WORK ITEM: Search the listing below for the word "impl" and copy each line where it appears.

◆ ◆ ◆ ◆

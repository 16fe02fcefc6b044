//! Registries mirrored into a local directory
//!
//! Useful for offline work, private registries checked into a monorepo, and
//! tests. Locations are plain paths, optionally prefixed with `file://`.
//! Filesystem failures are mapped onto the status codes an HTTP registry
//! would report, so callers handle both transports the same way.

use serde_json::Value as JsonValue;
use std::io::ErrorKind;
use std::path::Path;

use crate::{Error, FetchError, RegistryClient, Result};

/// Local filesystem transport
#[derive(Debug, Default, Clone, Copy)]
pub struct FsClient;

impl FsClient {
    /// Create a filesystem client
    pub fn new() -> Self {
        Self
    }

    fn read(url: &str, hint: bool) -> Result<String> {
        let path = Path::new(url.strip_prefix("file://").unwrap_or(url));
        tracing::debug!(path = %path.display(), "read");

        std::fs::read_to_string(path).map_err(|e| {
            let status = match e.kind() {
                ErrorKind::NotFound => 404,
                ErrorKind::PermissionDenied => 403,
                _ => return Error::Io(e),
            };
            let err = FetchError::new(status, url);
            Error::Fetch(if hint { err.with_hint() } else { err })
        })
    }
}

impl RegistryClient for FsClient {
    fn name(&self) -> &str {
        "fs"
    }

    fn fetch_json(&self, url: &str) -> Result<JsonValue> {
        let body = Self::read(url, true)?;
        serde_json::from_str(&body).map_err(|e| Error::InvalidJson {
            url: url.to_string(),
            source: e,
        })
    }

    fn fetch_text(&self, url: &str) -> Result<String> {
        Self::read(url, false)
    }
}
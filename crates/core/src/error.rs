//! Base error types for hookshelf
//!
//! This module provides the foundation error types that all crates can use.

use std::path::PathBuf;
use std::sync::Arc;
use thiserror::Error;

/// Base error type for shared functionality
#[derive(Error, Debug)]
pub enum Error {
    /// IO error
    #[error("IO error: {0}")]
    Io(#[from] std::io::Error),

    /// Path is not absolute
    #[error("Path must be absolute: {path}")]
    PathNotAbsolute { path: PathBuf },

    /// Path is not relative
    #[error("Path must be relative: {path}")]
    PathNotRelative { path: PathBuf },

    /// Invalid path prefix
    #[error("Path {} is not under base directory {}", path.display(), base.display())]
    InvalidPathPrefix {
        path: Arc<PathBuf>,
        base: Arc<PathBuf>,
    },

    /// Configuration could not be read, parsed or written
    #[error("Configuration error: {0}")]
    Config(String),

    /// Generic error message
    #[error("{0}")]
    Message(String),
}

/// Result type alias
pub type Result<T> = std::result::Result<T, Error>;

◆ ◆ ◆ ◆

EXERCISE OUTPUT:
impl FsClient {
impl RegistryClient for FsClient {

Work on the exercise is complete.